Wright State University’s long history of community engagement is being recognized nationally once again. The Carnegie Foundation for the Advancement of Teaching has selected Wright State to receive its 2015 Community Engagement Classification.
“This acknowledges our commitment to serving others that is embedded in the very heart and soul of this institution,” said Wright State President David R. Hopkins. “It’s the very fabric of who we are.”
Wright State is among just 83 U.S. colleges and universities to receive the classification for the first time, bringing the total to 361 nationwide.
“This designation is recognition of the exemplary ways in which faculty, students and staff achieve a critical part of the mission of a modern public university — to transform the communities that we serve,” said Kimberly Barrett, vice president for multicultural affairs and community engagement.
“In addition to being a testament to what we have already done, it illustrates our commitment to sustaining and expanding mutually beneficial partnerships that enhance the academic enterprise while addressing the most pressing problems and opportunities in our communities,” she added.
Colleges and universities with an institutional focus on community engagement were invited to apply for the classification. A team of Wright State faculty, staff and students, led by Barrett, documented the collaboration between the university and local, regional, national and global communities.
A few of the many examples of community engagement include:
- A total of 8,217 Wright State students were involved in community service and academic service-learning during the 2012–2013 school year, resulting in 604,979 service hours.
- More than 100 service-learning courses or sections are offered annually. Many more courses offer community engagement components.
- Annual Regional Summits are held at the Dayton and Lake Campuses to discover how the university can better serve its communities.
- A Youth and Community Engagement minor has been established.
- The Staff Advisory Council’s We Serve U initiative encourages Wright State staff to engage in significant community service. We Serve U organizes school supply drives, volunteer fair and other activities.
- Clinical Engineering in the Developing World is a course that engages students in service-learning research. Students helped develop a low-cost digital X-ray imaging device that was taken to a small rural clinic in Malawi.
- Wright State students provide more than 6,000 hours of tutoring to Dayton Public School children each year.
- A community-centered service-learning requirement for Boonshoft School of Medicine students has been in place since 2008.
- School of Professional Psychology students regularly provide more than 45,000 hours of clinical services to mostly underserved populations in the greater Dayton, Cincinnati and Columbus metropolitan areas.
- Tanzania: Global Health and Service Learning is a course jointly administered by Wright State’s College of Nursing and Health and the School of Nursing at the Muhimbili University of Health and Allied Science. Students visit health clinics in surrounding villages where they learn firsthand about different perspectives of individual, family and community life and health care.
- Wright STEPP enhances the development of at-risk youth in grades seven through 10 underrepresented in the science, technology, engineering and math disciplines to improve their preparation for post-secondary education.

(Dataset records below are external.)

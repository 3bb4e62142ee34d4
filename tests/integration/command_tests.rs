//! Serial command handling through the full tick path.

use panicguard::app::commands::Command;
use panicguard::app::events::{AppEvent, TransitionCause};
use panicguard::fsm::context::LockCause;
use panicguard::fsm::{PanicPhase, StateId};

use crate::mock_hw::Rig;

#[test]
fn monitor_command_arms_and_acks() {
    let mut rig = Rig::new();
    rig.send(b'm');
    assert_eq!(rig.app.state(), StateId::Monitor);
    assert_eq!(rig.take_tx(), b"M");
    assert!(rig.sink.events.contains(&AppEvent::StateChanged {
        from: StateId::Off,
        to: StateId::Monitor,
        cause: TransitionCause::Command,
    }));
}

#[test]
fn off_command_acks_from_every_state() {
    for setup in [&b""[..], b"m", b"p"] {
        let mut rig = Rig::new();
        for &b in setup {
            rig.send(b);
        }
        rig.take_tx();
        rig.send(b'o');
        assert_eq!(rig.app.state(), StateId::Off);
        assert_eq!(rig.take_tx(), b"O");
        assert_eq!(rig.hw.levels(), (false, false, false));
    }
}

#[test]
fn rearm_restarts_the_monitor_timeout() {
    let mut rig = Rig::new();
    rig.send(b'm');
    rig.wait_units(4);
    rig.send(b'm');
    assert_eq!(rig.take_tx(), b"MM");

    rig.wait_units(4);
    assert_eq!(rig.app.state(), StateId::Monitor);
    rig.wait_units(2);
    assert_eq!(rig.app.state(), StateId::Panic);

    // Re-arming stays in Monitor without a transition.
    let monitor_entries = rig.sink.count(|e| {
        matches!(e, AppEvent::StateChanged { to: StateId::Monitor, .. })
    });
    assert_eq!(monitor_entries, 1);
}

#[test]
fn forced_panic_does_not_lock() {
    let mut rig = Rig::new();
    rig.send(b'p');
    assert_eq!(rig.app.state(), StateId::Panic);
    assert_eq!(rig.app.panic_phase(), Some(PanicPhase::Alarm));
    assert!(!rig.app.panic_locked());
    assert_eq!(rig.take_tx(), b"P");

    // Unlocked Panic still accepts other commands.
    rig.send(b'm');
    assert_eq!(rig.app.state(), StateId::Monitor);
    assert_eq!(rig.take_tx(), b"M");
}

#[test]
fn repeated_panic_command_restarts_alarm_phase() {
    let mut rig = Rig::new();
    rig.send(b'p');
    rig.wait_units(10);
    rig.send(b'p');
    assert_eq!(rig.app.status().elapsed_units, 0);

    rig.wait_units(19);
    assert_eq!(rig.app.panic_phase(), Some(PanicPhase::Alarm));
    assert!(!rig.app.panic_locked());

    rig.wait_units(1);
    assert_eq!(rig.app.panic_phase(), Some(PanicPhase::Lockdown));
    assert_eq!(rig.app.lock_cause(), Some(LockCause::Lockdown));
    assert_eq!(rig.take_tx(), b"PPP");
}

#[test]
fn unknown_bytes_are_silently_ignored_when_unlocked() {
    let mut rig = Rig::new();
    for b in [b'x', b'\n', b'M', b'O', 0x00, 0xFF] {
        rig.send(b);
    }
    assert_eq!(rig.app.state(), StateId::Off);
    assert!(rig.channel.tx.is_empty());
    assert_eq!(rig.sink.count(|e| matches!(e, AppEvent::CommandIgnored(_))), 6);
}

#[test]
fn lock_refuses_everything_but_off() {
    let mut rig = Rig::new();
    rig.hw.pressed = true;
    rig.tick();
    rig.hw.pressed = false;
    rig.tick();
    assert_eq!(rig.take_tx(), b"P");

    for b in [b'm', b'p', b'x', b'P', b'\r'] {
        rig.send(b);
        assert_eq!(rig.app.state(), StateId::Panic);
        assert!(rig.app.panic_locked());
        assert_eq!(rig.take_tx(), b"P", "byte {:#04x}", b);
    }
    assert_eq!(rig.sink.count(|e| matches!(e, AppEvent::CommandRejected(_))), 5);

    rig.send(b'o');
    assert_eq!(rig.app.state(), StateId::Off);
    assert!(!rig.app.panic_locked());
    assert_eq!(rig.take_tx(), b"O");
    assert!(rig.sink.events.contains(&AppEvent::PanicUnlocked));
}

#[test]
fn one_command_consumed_per_tick() {
    let mut rig = Rig::new();
    rig.channel.rx.extend([b'm', b'o']);

    rig.tick();
    assert_eq!(rig.app.state(), StateId::Monitor);
    assert_eq!(rig.channel.tx, b"M");

    rig.tick();
    assert_eq!(rig.app.state(), StateId::Off);
    assert_eq!(rig.channel.tx, b"MO");
}

#[test]
fn accepted_commands_are_reported() {
    let mut rig = Rig::new();
    rig.send(b'm');
    rig.send(b'p');
    rig.send(b'o');
    let accepted: Vec<_> = rig
        .sink
        .events
        .iter()
        .filter_map(|e| match e {
            AppEvent::CommandAccepted(c) => Some(*c),
            _ => None,
        })
        .collect();
    assert_eq!(accepted, vec![Command::Monitor, Command::Panic, Command::Off]);
}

- The Ohio Small Business Development Center offers comprehensive business management and education services.
“The community engagement designation is a tremendous tribute to our faculty, staff and students,” said Hopkins. “It represents our quest to be a new model for an American public research university.”
He added that engaging with communities will be a critical mission for all universities in the 21st century.
In previous national recognition, Wright State was named to the President’s Higher Education Community Service Honor Roll the past five years and was named to The Washington Monthly’s top 10 list of universities for community service.
“These are campuses that are improving teaching and learning, producing research that makes a difference in communities, and revitalizing their civic and academic missions,” said John Saltmarsh, director of the New England Resource Center for Higher Education (NERCHE).
A listing of the institutions that hold the Community Engagement Classification is available on the Carnegie Elective Classifications website.
The Carnegie Foundation for the Advancement of Teaching is committed to developing networks of ideas, individuals and institutions to advance teaching and learning. The foundation brings together scholars, practitioners and designers in new ways to solve problems of educational practice.
Wright State is engaged in a $150 million fundraising campaign that promises to further elevate the school’s prominence by expanding scholarships, attracting more top-flight faculty and supporting construction of state-of-the-art facilities. Led by Academy Award-winning actor Tom Hanks and Amanda Wright Lane, great grandniece of university namesakes Wilbur and Orville Wright, the campaign has raised more than $108 million so far.